# love my mail man!



## Bigfoot (Jun 25, 2007)

Monte Edmundo's from Mar of 06....love this cigar!!!

night night!!

Bigfoot


----------



## mrgatorman (Mar 23, 2007)

Very nice...great pickup.


----------



## mhlatke (Oct 13, 2007)

Just beautiful! You definitely need to post some new pics of your cabinet - it has to be overflowing!
(and if you ever need to make room, I could take some off your hands):lol:


----------



## smokinj (Jan 16, 2008)

Damn B-Foot! I think I think I want your Mail Man!!!!


----------



## smokinj (Jan 16, 2008)

mhlatke said:


> Just beautiful! You definitely need to post some new pics of your cabinet - it has to be overflowing!
> (and if you ever need to make room, I could take some off your hands):lol:


I want Pic's too:dribble:


----------



## Itsme-Speedy-G (Aug 20, 2007)

hey brian,
I would bomb you but everything I have would look like a dog rocket compared to your stash


----------



## Bigfoot (Jun 25, 2007)

Its all good Mike, I'm not here to get bombed, I'm here to destroy!!!


----------



## DOZER (Sep 30, 2007)

:dribble::dribble::dribble::dribble::dribble::dribble:


----------



## JohnR (Apr 1, 2007)

Looks like they are starting to show some plume.


----------



## jam (Dec 29, 2007)

those are beautiful Monte's


----------



## howland1998 (Dec 17, 2007)

DOZER said:


> :dribble::dribble::dribble::dribble::dribble::dribble:


What HE said....


----------



## happy1 (Jun 29, 2007)

Bigfoot you damn tease,you got some killer smokes


----------



## bobaganoosh (Sep 20, 2007)

so this was the upcoming shipment you told me of... man, I don't even know what to say anymore. I think I've finally reached a point where smartass and ridiculous statements can no longer have any "zing" to describe what kind of collection you got. 
All I can say is... wow.


----------



## Bigfoot (Jun 25, 2007)

I'm just trying to keep up with Mario!!


----------



## bobaganoosh (Sep 20, 2007)

I think Mario is quite busy these days trying to keep his 3 ladies happy...


----------



## elmomac (Jan 6, 2008)

Man I don't even have the words to say and I've only seen a few pics.
Daaaaanngg!!!

If you ever get over stocked just let me know. I'd be glad to help a brother out ya know!!!:redface::dribble:


----------



## smokem-cl (Aug 16, 2007)

Some one call 911 quick! I think you just made my heart stop!!!!!


----------



## Deuce Da Masta (Dec 4, 2006)

Awesome.


----------



## Ceedee (Jun 2, 2006)

Wow. Me = gobsmacked. :mumbles:.

CD


----------



## mikedaddy (Oct 19, 2007)

Amazing pick up!


----------



## Webmeister (Jun 12, 2007)

Bigfoot said:


> I'm just trying to keep up with Mario!!

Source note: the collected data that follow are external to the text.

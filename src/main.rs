//! portsided: the portside FTP daemon.

use clap::Parser;
use portside::Server;
use portside::auth::CsvFileAuthenticator;
use std::path::PathBuf;
use std::sync::Arc;

/// A small multi-user FTP server speaking RFC 959 active mode.
#[derive(Parser, Debug)]
#[command(name = "portsided", version, about)]
struct Args {
    /// Address to bind the control channel to.
    #[arg(long, default_value = "0.0.0.0")]
    bind_address: String,

    /// Control channel port.
    #[arg(long, default_value_t = 21)]
    port: u16,

    /// Source port for active-mode data connections (0 = ephemeral).
    #[arg(long, default_value_t = 20)]
    data_port: u16,

    /// Server root; per-user jails are created beneath it.
    #[arg(long, default_value = ".")]
    root: PathBuf,

    /// Credentials file with one `username,password` record per line.
    #[arg(long)]
    users: PathBuf,

    /// Maximum number of concurrent sessions.
    #[arg(long, default_value_t = 10)]
    max_sessions: usize,

    /// Greeting sent in the 220 reply.
    #[arg(long)]
    greeting: Option<String>,
}

#[tokio::main]
async fn main() {
    pretty_env_logger::init();
    let args = Args::parse();

    let authenticator = match CsvFileAuthenticator::from_file(&args.users) {
        Ok(authenticator) => authenticator,
        Err(err) => {
            eprintln!("portsided: {err}");
            std::process::exit(1);
        }
    };

    let mut server = Server::new(args.root, Arc::new(authenticator))
        .data_port(args.data_port)
        .max_sessions(args.max_sessions);
    if let Some(greeting) = args.greeting {
        server = server.greeting(greeting);
    }

    let addr = format!("{}:{}", args.bind_address, args.port);
    if let Err(err) = server.listen(&addr).await {
        eprintln!("portsided: {err}");
        std::process::exit(1);
    }
}
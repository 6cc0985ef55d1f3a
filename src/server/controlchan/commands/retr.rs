//! The RFC 959 Retrieve (`RETR`) command
//
// This command causes the server-DTP to transfer a copy of the
// file, specified in the pathname, to the user-DTP at the
// other end of the data connection.  The status and contents
// of the file at the server site shall be unaffected.

use crate::server::controlchan::commands::storage_error_reply;
use crate::server::controlchan::error::ControlChanError;
use crate::server::controlchan::handler::{CommandContext, CommandHandler};
use crate::server::controlchan::reply::{Reply, ReplyCode};
use crate::server::datachan::DataCommandExecutor;

use async_trait::async_trait;

#[derive(Debug)]
pub struct Retr {
    path: String,
}

impl Retr {
    pub fn new(path: String) -> Self {
        Retr { path }
    }
}

#[async_trait]
impl CommandHandler for Retr {
    #[tracing_attributes::instrument]
    async fn handle(&self, args: CommandContext) -> Result<Reply, ControlChanError> {
        let mut session = args.session.lock().await;
        // The endpoint is consumed by this attempt whether or not it succeeds.
        let Some(peer) = session.data_endpoint.take() else {
            return Ok(Reply::new(ReplyCode::CantOpenDataConnection, "Can't open data connection."));
        };
        let Some(vfs) = session.vfs.clone() else {
            return Ok(Reply::new(ReplyCode::NotLoggedIn, "Not logged in."));
        };

        // The file must exist and be regular before the 150 goes out.
        let resolved = match vfs.resolve(&session.cwd, &self.path).await {
            Ok(resolved) => resolved,
            Err(err) => {
                slog::warn!(args.logger, "RETR of {:?} refused: {}", self.path, err);
                return Ok(storage_error_reply(&err));
            }
        };
        match vfs.metadata(&resolved).await {
            Ok(meta) if meta.is_file() => {}
            Ok(_) => return Ok(Reply::new(ReplyCode::FileError, "Not a plain file.")),
            Err(err) => return Ok(storage_error_reply(&err)),
        }

        let executor = DataCommandExecutor {
            logger: args.logger.clone(),
            tx: args.tx_control_chan.clone(),
            source_port: args.data_source_port,
            peer,
            vfs,
        };
        tokio::spawn(async move { executor.send_file(resolved).await });

        Ok(Reply::new(ReplyCode::FileStatusOkay, "File status okay; about to open data connection."))
    }
}

#[cfg(test)]
mod tests {
    use super::*;
    use crate::server::controlchan::commands::test_support::{context, session};
    use crate::server::session::{SessionState, SharedSession};
    use crate::storage::Vfs;
    use pretty_assertions::assert_eq;
    use std::net::SocketAddrV4;

    async fn logged_in_session(vfs: &Vfs) -> SharedSession {
        let session = session();
        {
            let mut s = session.lock().await;
            s.state = SessionState::WaitCmd;
            s.cwd = vfs.root().to_path_buf();
            s.vfs = Some(vfs.clone());
        }
        session
    }

    #[tokio::test]
    async fn retr_without_a_declared_endpoint_is_refused() {
        let session = session();
        session.lock().await.state = SessionState::WaitCmd;
        let (ctx, _rx) = context(session.clone(), std::env::temp_dir());

        let reply = Retr::new("anything".into()).handle(ctx).await.unwrap();

        assert_eq!(reply, Reply::new(ReplyCode::CantOpenDataConnection, "Can't open data connection."));
    }

    #[tokio::test]
    async fn retr_of_a_missing_file_consumes_the_endpoint_and_replies_550() {
        let server_root = tempfile::tempdir().unwrap();
        let vfs = Vfs::attach(server_root.path(), "alice").await.unwrap();

        let session = logged_in_session(&vfs).await;
        let endpoint: SocketAddrV4 = "127.0.0.1:5000".parse().unwrap();
        session.lock().await.data_endpoint = Some(endpoint);
        let (ctx, _rx) = context(session.clone(), server_root.path().to_path_buf());

        let reply = Retr::new("nope.bin".into()).handle(ctx).await.unwrap();

        assert_eq!(reply.code, ReplyCode::FileError);
        assert_eq!(session.lock().await.data_endpoint, None);
    }
}
//! Contains the implementations of the FTP commands this server speaks.

mod cwd;
mod dele;
mod list;
mod mkd;
mod pass;
mod port;
mod pwd;
mod quit;
mod retr;
mod rmd;
mod rnfr;
mod rnto;
mod stor;
mod user;

pub use cwd::Cwd;
pub use dele::Dele;
pub use list::List;
pub use mkd::Mkd;
pub use pass::Pass;
pub use port::Port;
pub use pwd::Pwd;
pub use quit::Quit;
pub use retr::Retr;
pub use rmd::Rmd;
pub use rnfr::Rnfr;
pub use rnto::Rnto;
pub use stor::Stor;
pub use user::User;

use crate::server::controlchan::reply::{Reply, ReplyCode};
use crate::storage;

/// Maps a storage failure to its reply: 550 for filesystem conditions
/// (missing, permission, sandbox escape), 451 for local processing errors.
pub fn storage_error_reply(err: &storage::Error) -> Reply {
    match err.kind() {
        storage::ErrorKind::PermanentFileNotAvailable => Reply::new(ReplyCode::FileError, "No such file or directory."),
        storage::ErrorKind::PermissionDenied | storage::ErrorKind::SandboxViolation => {
            Reply::new(ReplyCode::FileError, "Permission denied.")
        }
        storage::ErrorKind::LocalError => Reply::new(ReplyCode::LocalError, "Requested action aborted. Local error in processing."),
    }
}
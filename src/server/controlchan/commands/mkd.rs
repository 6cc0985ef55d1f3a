//! The RFC 959 Make Directory (`MKD`) command
//
// This command causes the directory specified in the pathname
// to be created as a directory (if the pathname is absolute)
// or as a subdirectory of the current working directory (if
// the pathname is relative).

use crate::server::controlchan::commands::storage_error_reply;
use crate::server::controlchan::error::ControlChanError;
use crate::server::controlchan::handler::{CommandContext, CommandHandler};
use crate::server::controlchan::reply::{Reply, ReplyCode};

use async_trait::async_trait;

#[derive(Debug)]
pub struct Mkd {
    path: String,
}

impl Mkd {
    pub fn new(path: String) -> Self {
        Mkd { path }
    }
}

#[async_trait]
impl CommandHandler for Mkd {
    #[tracing_attributes::instrument]
    async fn handle(&self, args: CommandContext) -> Result<Reply, ControlChanError> {
        let session = args.session.lock().await;
        let Some(vfs) = session.vfs.clone() else {
            return Ok(Reply::new(ReplyCode::NotLoggedIn, "Not logged in."));
        };
        let resolved = match vfs.resolve_for_create(&session.cwd, &self.path).await {
            Ok(resolved) => resolved,
            Err(err) => {
                slog::warn!(args.logger, "MKD of {:?} refused: {}", self.path, err);
                return Ok(storage_error_reply(&err));
            }
        };
        match vfs.mkd(&resolved).await {
            Ok(()) => Ok(Reply::new_with_string(
                ReplyCode::DirCreated,
                format!("\"{}\"", vfs.display_path(&resolved)),
            )),
            Err(err) => {
                slog::warn!(args.logger, "MKD of {:?} failed: {}", self.path, err);
                Ok(storage_error_reply(&err))
            }
        }
    }
}
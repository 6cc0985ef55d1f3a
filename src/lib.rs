//! portside is a small multi-user FTP server library speaking RFC 959
//! active mode.
//!
//! It accepts many concurrent control connections, walks each session
//! through the USER/PASS login exchange, and jails every user inside
//! `<server-root>/<username>`. Data transfers (LIST, RETR, STOR) run over
//! connections the *server* originates to the endpoint the client declared
//! with PORT, each in its own worker task so a slow transfer never stalls
//! other sessions' control traffic.
//!
//! # Quick Start
//!
//! ```no_run
//! use portside::Server;
//! use portside::auth::CsvFileAuthenticator;
//! use std::sync::Arc;
//!
//! #[tokio::main]
//! pub async fn main() {
//!     let authenticator = CsvFileAuthenticator::from_file("users.csv").unwrap();
//!     let server = Server::new("/srv/ftp", Arc::new(authenticator))
//!         .greeting("Welcome to my FTP server")
//!         .max_sessions(10);
//!
//!     server.listen("0.0.0.0:2121").await.unwrap();
//! }
//! ```
//!
//! Passive mode, TLS and IPv6 are out of scope; see the `portsided` binary
//! for a ready-made daemon around this library.

pub mod auth;
pub(crate) mod server;
pub mod storage;

pub use crate::server::ftpserver::{Server, error::ServerError};

pub(crate) type BoxError = Box<dyn std::error::Error + Send + Sync + 'static>;
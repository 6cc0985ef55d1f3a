use std::fmt;
use std::net::SocketAddrV4;

/// A password submitted with PASS. Kept in a newtype so that session logs
/// and instrumented handlers can never print it.
#[derive(PartialEq, Eq, Clone)]
pub struct Password(String);

impl Password {
    pub fn new(password: String) -> Self {
        Password(password)
    }

    pub fn as_str(&self) -> &str {
        &self.0
    }
}

impl fmt::Debug for Password {
    fn fmt(&self, f: &mut fmt::Formatter) -> fmt::Result {
        write!(f, "\"******\"")
    }
}

/// A parsed control-channel command.
///
/// Arguments that name files keep their embedded spaces; the line parser
/// only strips the verb and the single separating space.
#[derive(Debug, PartialEq, Eq, Clone)]
pub enum Command {
    User {
        /// The username the client wants to log in as.
        username: String,
    },
    Pass {
        /// The password belonging to the previously named user.
        password: Password,
    },
    Quit,
    Port {
        /// The client-declared active-mode data endpoint.
        addr: SocketAddrV4,
    },
    List,
    Retr {
        /// The file the client would like to retrieve.
        path: String,
    },
    Stor {
        /// The file the client would like to store.
        path: String,
    },
    Cwd {
        /// The directory the client would like to change to.
        path: String,
    },
    Pwd,
    Mkd {
        /// The directory the client wants to create.
        path: String,
    },
    Rmd {
        /// The directory to delete.
        path: String,
    },
    Dele {
        /// The (regular) file to delete.
        path: String,
    },
    Rnfr {
        /// The file to be renamed.
        path: String,
    },
    Rnto {
        /// The name to rename to.
        path: String,
    },
    /// A well-formed verb this server does not implement.
    Other {
        /// The verb as received, uppercased.
        command_name: String,
    },
}

impl fmt::Display for Command {
    fn fmt(&self, f: &mut fmt::Formatter) -> fmt::Result {
        fmt::Debug::fmt(self, f)
    }
}
//! The RFC 959 User Name (`USER`) command
//
// The argument field is a Telnet string identifying the user.
// The user identification is that which is required by the
// server for access to its file system.  This command will
// normally be the first command transmitted by the user after
// the control connections are made.

use crate::server::controlchan::error::ControlChanError;
use crate::server::controlchan::handler::{CommandContext, CommandHandler};
use crate::server::controlchan::reply::{Reply, ReplyCode};
use crate::server::session::SessionState;

use async_trait::async_trait;

#[derive(Debug)]
pub struct User {
    username: String,
}

impl User {
    pub fn new(username: String) -> Self {
        User { username }
    }
}

#[async_trait]
impl CommandHandler for User {
    #[tracing_attributes::instrument]
    async fn handle(&self, args: CommandContext) -> Result<Reply, ControlChanError> {
        let mut session = args.session.lock().await;
        if args.authenticator.has_user(&self.username).await {
            // A USER in any state (re)starts the login exchange.
            session.username = Some(self.username.clone());
            session.state = SessionState::WaitPass;
            Ok(Reply::new(ReplyCode::NeedPassword, "Username OK, need password."))
        } else {
            slog::info!(args.logger, "USER for unknown name {:?}", self.username);
            session.username = None;
            session.state = SessionState::New;
            Ok(Reply::new(ReplyCode::NotLoggedIn, "Not logged in."))
        }
    }
}
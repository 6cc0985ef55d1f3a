//! The RFC 959 Delete (`DELE`) command
//
// This command causes the file specified in the pathname to be
// deleted at the server site.

use crate::server::controlchan::commands::storage_error_reply;
use crate::server::controlchan::error::ControlChanError;
use crate::server::controlchan::handler::{CommandContext, CommandHandler};
use crate::server::controlchan::reply::{Reply, ReplyCode};

use async_trait::async_trait;

#[derive(Debug)]
pub struct Dele {
    path: String,
}

impl Dele {
    pub fn new(path: String) -> Self {
        Dele { path }
    }
}

#[async_trait]
impl CommandHandler for Dele {
    #[tracing_attributes::instrument]
    async fn handle(&self, args: CommandContext) -> Result<Reply, ControlChanError> {
        let session = args.session.lock().await;
        let Some(vfs) = session.vfs.clone() else {
            return Ok(Reply::new(ReplyCode::NotLoggedIn, "Not logged in."));
        };
        let result = async {
            let resolved = vfs.resolve(&session.cwd, &self.path).await?;
            vfs.del(&resolved).await
        }
        .await;
        match result {
            Ok(()) => Ok(Reply::new(ReplyCode::FileActionOkay, "Requested file action okay, completed.")),
            Err(err) => {
                slog::warn!(args.logger, "DELE of {:?} failed: {}", self.path, err);
                Ok(storage_error_reply(&err))
            }
        }
    }
}
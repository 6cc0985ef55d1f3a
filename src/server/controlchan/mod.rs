//! Contains everything that makes up the control channel: wire framing, the
//! line parser, the command set with one handler per verb, and the
//! per-connection event loop.

pub mod codecs;
pub mod command;
pub mod commands;
pub mod control_loop;
pub mod error;
pub mod handler;
pub mod line_parser;
pub mod reply;

pub use control_loop::{LoopConfig, spawn_loop};
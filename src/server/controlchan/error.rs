//! Contains the `ControlChanError` type for failures that end a session.
//!
//! Parse failures are *not* errors here; they surface as 500/501 replies via
//! [`ParseError`](super::line_parser::error::ParseError) and the session
//! lives on. This type covers the fatal cases: I/O on the control socket and
//! a command line that outgrows the line buffer.

use crate::BoxError;
use derive_more::Display;
use thiserror::Error;

/// The error type that tears down a control channel.
#[derive(Debug, Error)]
#[error("control channel error: {kind}")]
pub struct ControlChanError {
    kind: ControlChanErrorKind,
    #[source]
    source: Option<BoxError>,
}

/// A list specifying categories of fatal control channel errors.
#[derive(Eq, PartialEq, Debug, Display)]
pub enum ControlChanErrorKind {
    /// We encountered a system IO error.
    #[display("failed to perform IO on the control channel")]
    IoError,
    /// The peer sent more than a line buffer's worth of bytes without a newline.
    #[display("command line exceeds the line buffer")]
    CommandLineTooLong,
}

impl From<ControlChanErrorKind> for ControlChanError {
    fn from(kind: ControlChanErrorKind) -> ControlChanError {
        ControlChanError { kind, source: None }
    }
}

impl From<std::io::Error> for ControlChanError {
    fn from(err: std::io::Error) -> ControlChanError {
        ControlChanError {
            kind: ControlChanErrorKind::IoError,
            source: Some(Box::new(err)),
        }
    }
}
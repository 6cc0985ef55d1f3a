//! Messages that flow from transfer workers back to the control loop.

use crate::storage;

/// Status reported by a transfer worker (or the QUIT handler) to the
/// per-session control loop, which turns it into the final control reply.
#[derive(Debug)]
pub enum ControlChanMsg {
    /// The file was streamed to the client.
    SentData {
        /// The number of bytes transferred.
        bytes: u64,
    },
    /// The client's upload was committed to disk.
    WrittenData {
        /// The number of bytes transferred.
        bytes: u64,
    },
    /// The directory listing was delivered.
    DirectoryListed,
    /// The active-mode connect to the client's declared endpoint failed.
    DataConnectionFailed,
    /// The worker hit a filesystem or local error; the kind picks 550 or 451.
    StorageError(storage::Error),
    /// QUIT was processed; the control loop should exit.
    ExitControlLoop,
}
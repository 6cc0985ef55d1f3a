//! The RFC 959 Remove Directory (`RMD`) command
//
// This command causes the directory specified in the pathname
// to be removed.

use crate::server::controlchan::commands::storage_error_reply;
use crate::server::controlchan::error::ControlChanError;
use crate::server::controlchan::handler::{CommandContext, CommandHandler};
use crate::server::controlchan::reply::{Reply, ReplyCode};

use async_trait::async_trait;

#[derive(Debug)]
pub struct Rmd {
    path: String,
}

impl Rmd {
    pub fn new(path: String) -> Self {
        Rmd { path }
    }
}

#[async_trait]
impl CommandHandler for Rmd {
    #[tracing_attributes::instrument]
    async fn handle(&self, args: CommandContext) -> Result<Reply, ControlChanError> {
        let session = args.session.lock().await;
        let Some(vfs) = session.vfs.clone() else {
            return Ok(Reply::new(ReplyCode::NotLoggedIn, "Not logged in."));
        };
        let result = async {
            let resolved = vfs.resolve(&session.cwd, &self.path).await?;
            vfs.rmd(&resolved).await
        }
        .await;
        match result {
            Ok(()) => Ok(Reply::new(ReplyCode::FileActionOkay, "Requested file action okay, completed.")),
            Err(err) => {
                slog::warn!(args.logger, "RMD of {:?} failed: {}", self.path, err);
                Ok(storage_error_reply(&err))
            }
        }
    }
}
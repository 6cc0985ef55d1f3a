use crate::auth::Authenticator;
use crate::server::chancomms::ControlChanMsg;
use crate::server::controlchan::error::ControlChanError;
use crate::server::controlchan::reply::Reply;
use crate::server::session::SharedSession;

use async_trait::async_trait;
use std::path::PathBuf;
use std::sync::Arc;
use tokio::sync::mpsc::Sender;

// Common interface for all handlers of `Command`s.
#[async_trait]
pub trait CommandHandler: Send + Sync + std::fmt::Debug {
    async fn handle(&self, args: CommandContext) -> Result<Reply, ControlChanError>;
}

/// Represents arguments passed to a `CommandHandler`.
#[derive(Debug)]
pub struct CommandContext {
    pub session: SharedSession,
    pub authenticator: Arc<dyn Authenticator>,
    pub tx_control_chan: Sender<ControlChanMsg>,
    /// Canonical server root; per-user jails live directly beneath it.
    pub server_root: PathBuf,
    /// Source port for active-mode data connections (0 = ephemeral).
    pub data_source_port: u16,
    pub logger: slog::Logger,
}
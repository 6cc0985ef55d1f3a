//! The authentication seam and its built-in credential store.
//!
//! The server asks an [`Authenticator`] two questions: whether a username is
//! known at USER time, and whether a username/password pair is valid at PASS
//! time. The shipped implementation is [`CsvFileAuthenticator`], which loads
//! a `username,password` file once at startup.

mod csv_file;

pub use csv_file::{CsvFileAuthenticator, LoadError};

use async_trait::async_trait;
use std::fmt;
use thiserror::Error;

/// A successfully authenticated user.
#[derive(Debug, Clone, PartialEq, Eq)]
pub struct User {
    /// The name the user logged in with; also names the user's jail directory.
    pub username: String,
}

/// The error returned by [`Authenticator::authenticate`].
#[derive(Debug, Error, PartialEq, Eq)]
pub enum AuthenticationError {
    /// The username is not known to the credential store.
    #[error("unknown user")]
    BadUser,
    /// The username exists but the password does not match.
    #[error("bad password")]
    BadPassword,
}

/// Defines the requirements for authentication back-ends.
#[async_trait]
pub trait Authenticator: Send + Sync + fmt::Debug {
    /// Authenticates the given user with the given password.
    async fn authenticate(&self, username: &str, password: &str) -> Result<User, AuthenticationError>;

    /// Tells whether the store knows the given username at all. USER replies
    /// 331 only for names that can possibly log in.
    async fn has_user(&self, username: &str) -> bool;
}
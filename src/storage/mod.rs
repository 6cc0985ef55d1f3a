//! Jailed filesystem access for FTP sessions.
//!
//! Every authenticated session gets a [`Vfs`]: a view of the server's file
//! tree rooted at `<server-root>/<username>`. All client-supplied paths pass
//! through [`Vfs::resolve`] or [`Vfs::resolve_for_create`], which anchor the
//! request inside the jail and canonicalize it against the real filesystem
//! before any operation touches disk. Symlinks pointing out of the jail are
//! caught here, not by string inspection of the request.

mod error;

pub use error::{Error, ErrorKind, Result};

use std::path::{Path, PathBuf};
use tokio::io::{AsyncRead, AsyncWriteExt};

// Buffered chunk size for file and data-channel streaming.
const COPY_BUF_SIZE: usize = 4096;

/// A per-user jailed filesystem view.
///
/// The `root` is the canonical absolute path of the user's home directory;
/// operations take paths that were previously resolved by this `Vfs` and are
/// therefore guaranteed to live inside it.
#[derive(Debug, Clone)]
pub struct Vfs {
    root: PathBuf,
    username: String,
}

impl Vfs {
    /// Opens the jail for `username` under `server_root`, creating the home
    /// directory on first login.
    pub async fn attach(server_root: &Path, username: &str) -> Result<Vfs> {
        let home = server_root.join(username);
        match tokio::fs::create_dir(&home).await {
            Ok(()) => {
                #[cfg(unix)]
                {
                    use std::os::unix::fs::PermissionsExt;
                    tokio::fs::set_permissions(&home, std::fs::Permissions::from_mode(0o777))
                        .await
                        .map_err(|e| Error::new(ErrorKind::LocalError, e))?;
                }
            }
            Err(e) if e.kind() == std::io::ErrorKind::AlreadyExists => {}
            Err(e) => return Err(Error::new(ErrorKind::LocalError, e)),
        }
        let root = tokio::fs::canonicalize(home)
            .await
            .map_err(|e| Error::new(ErrorKind::LocalError, e))?;
        Ok(Vfs {
            root,
            username: username.to_string(),
        })
    }

    /// The canonical absolute path of the jail root.
    pub fn root(&self) -> &Path {
        &self.root
    }

    /// Resolves a client-supplied path to a canonical absolute path inside
    /// the jail. The full path must exist; symlinks are followed and the
    /// result is checked against the jail root afterwards.
    ///
    /// A leading `/` in the request is interpreted relative to the jail
    /// root; anything else is relative to `cwd`.
    #[tracing_attributes::instrument]
    pub async fn resolve(&self, cwd: &Path, request: &str) -> Result<PathBuf> {
        let candidate = self.candidate(cwd, request);
        let canonical = tokio::fs::canonicalize(candidate).await.map_err(Error::from)?;
        self.jail_check(canonical)
    }

    /// Like [`Vfs::resolve`], but tolerates a missing trailing component so
    /// that STOR, MKD and RNTO can name files that do not exist yet. The
    /// parent directory must exist and canonicalize into the jail.
    #[tracing_attributes::instrument]
    pub async fn resolve_for_create(&self, cwd: &Path, request: &str) -> Result<PathBuf> {
        let candidate = self.candidate(cwd, request);
        match tokio::fs::canonicalize(&candidate).await {
            Ok(canonical) => self.jail_check(canonical),
            Err(e) if e.kind() == std::io::ErrorKind::NotFound => {
                // The leaf may not exist yet. `file_name` is None for
                // trailing `..`, which can never name a new entry.
                let name = candidate
                    .file_name()
                    .ok_or_else(|| Error::from(ErrorKind::SandboxViolation))?
                    .to_os_string();
                let parent = candidate
                    .parent()
                    .ok_or_else(|| Error::from(ErrorKind::SandboxViolation))?;
                let parent = tokio::fs::canonicalize(parent).await.map_err(Error::from)?;
                self.jail_check(parent.join(name))
            }
            Err(e) => Err(Error::from(e)),
        }
    }

    fn candidate(&self, cwd: &Path, request: &str) -> PathBuf {
        if let Some(stripped) = request.strip_prefix('/') {
            self.root.join(stripped)
        } else {
            cwd.join(request)
        }
    }

    fn jail_check(&self, canonical: PathBuf) -> Result<PathBuf> {
        if canonical.starts_with(&self.root) {
            Ok(canonical)
        } else {
            Err(Error::from(ErrorKind::SandboxViolation))
        }
    }

    /// Renders a resolved path the way clients see it: relative to the jail
    /// root, rooted at `/<username>`.
    pub fn display_path(&self, path: &Path) -> String {
        let rel = path.strip_prefix(&self.root).unwrap_or(path);
        if rel.as_os_str().is_empty() {
            format!("/{}", self.username)
        } else {
            format!("/{}/{}", self.username, rel.display())
        }
    }

    /// Metadata for a resolved path.
    pub async fn metadata(&self, path: &Path) -> Result<std::fs::Metadata> {
        tokio::fs::metadata(path).await.map_err(Error::from)
    }

    /// The names of the entries of a resolved directory, sorted, with
    /// dot-prefixed entries excluded.
    #[tracing_attributes::instrument]
    pub async fn list_names(&self, dir: &Path) -> Result<Vec<String>> {
        let mut entries = tokio::fs::read_dir(dir).await.map_err(Error::from)?;
        let mut names = Vec::new();
        while let Some(entry) = entries.next_entry().await.map_err(Error::from)? {
            let name = entry.file_name().to_string_lossy().into_owned();
            if !name.starts_with('.') {
                names.push(name);
            }
        }
        names.sort();
        Ok(names)
    }

    /// Opens a resolved path for buffered binary reading.
    pub async fn open_read(
        &self,
        path: &Path,
    ) -> Result<tokio::io::BufReader<tokio::fs::File>> {
        let file = tokio::fs::File::open(path).await.map_err(Error::from)?;
        Ok(tokio::io::BufReader::with_capacity(COPY_BUF_SIZE, file))
    }

    /// Streams `data` into the file named by the resolved path `dest`.
    ///
    /// The bytes are first written to a `tmp_<unix-seconds>_<name>` sibling;
    /// only a fully received stream is renamed over `dest`, so a partial
    /// upload is never observable under the final name. On any failure the
    /// temp file is removed.
    #[tracing_attributes::instrument(skip(data))]
    pub async fn store<R>(&self, dest: &Path, data: R) -> Result<u64>
    where
        R: AsyncRead + Unpin,
    {
        let dir = dest.parent().ok_or_else(|| Error::from(ErrorKind::LocalError))?;
        let name = dest
            .file_name()
            .ok_or_else(|| Error::from(ErrorKind::LocalError))?
            .to_string_lossy()
            .into_owned();
        let tmp = dir.join(format!("tmp_{}_{}", chrono::Utc::now().timestamp(), name));

        let mut file = tokio::fs::File::create(&tmp).await.map_err(Error::from)?;
        let mut reader = tokio::io::BufReader::with_capacity(COPY_BUF_SIZE, data);
        let copied = async {
            let bytes = tokio::io::copy(&mut reader, &mut file).await?;
            file.flush().await?;
            Ok::<u64, std::io::Error>(bytes)
        }
        .await;

        match copied {
            Ok(bytes) => match tokio::fs::rename(&tmp, dest).await {
                Ok(()) => Ok(bytes),
                Err(e) => {
                    let _ = tokio::fs::remove_file(&tmp).await;
                    Err(Error::from(e))
                }
            },
            Err(e) => {
                let _ = tokio::fs::remove_file(&tmp).await;
                Err(Error::from(e))
            }
        }
    }

    /// Creates a directory at the resolved path.
    pub async fn mkd(&self, path: &Path) -> Result<()> {
        tokio::fs::create_dir(path).await.map_err(Error::from)
    }

    /// Removes the directory at the resolved path.
    pub async fn rmd(&self, path: &Path) -> Result<()> {
        tokio::fs::remove_dir(path).await.map_err(Error::from)
    }

    /// Removes the regular file at the resolved path.
    pub async fn del(&self, path: &Path) -> Result<()> {
        tokio::fs::remove_file(path).await.map_err(Error::from)
    }

    /// Renames `from` to `to`; both are resolved paths.
    pub async fn rename(&self, from: &Path, to: &Path) -> Result<()> {
        tokio::fs::rename(from, to).await.map_err(Error::from)
    }
}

Mario has been so busy with the family lately, Brian has become our new purveyor of cigar ****. Nice pickup bro!


----------



## cooljcadetman (Jan 8, 2008)

you have got to be kidding me! amazing! beautiful! gorgeous! wowsers! enjoy man!


----------



## threecrazychefs (Jan 15, 2008)

Wow, that is a nice box of sticks. Smoke one for me!


----------



## Tha Criddler (Jul 26, 2007)

I hear you, those look awesome. One of the top smokes on my to do list.


----------



## threecrazychefs (Jan 15, 2008)

Hey and is that plume?


----------



## Sea Jay (Jan 28, 2008)

Wow....just Wow....


----------



## Matt257 (Jan 3, 2008)

Great pick up!!! The Edmundo is an awesome smoke. But I must admit im not a fan of the Petit Edmundo


----------



## htown (Jan 31, 2008)

One of my favorites!!!


----------



## Lok17 (Jul 31, 2007)

I knew who posted this before I even clicked on the thread..... (sigh) another great pickup Brian!!!


----------



## sofaman (Jun 20, 2007)

Another great pickup!!!


----------



## cybervee-cl (Oct 24, 2007)

Unbelievable. 

How can I get your mailman to deliver to my house?


----------



## Darren's Godiva (Jul 16, 2007)

Nice. Those sticks look sexy.


----------



## kevink868 (Sep 21, 2007)

Oh, hell yeah!


----------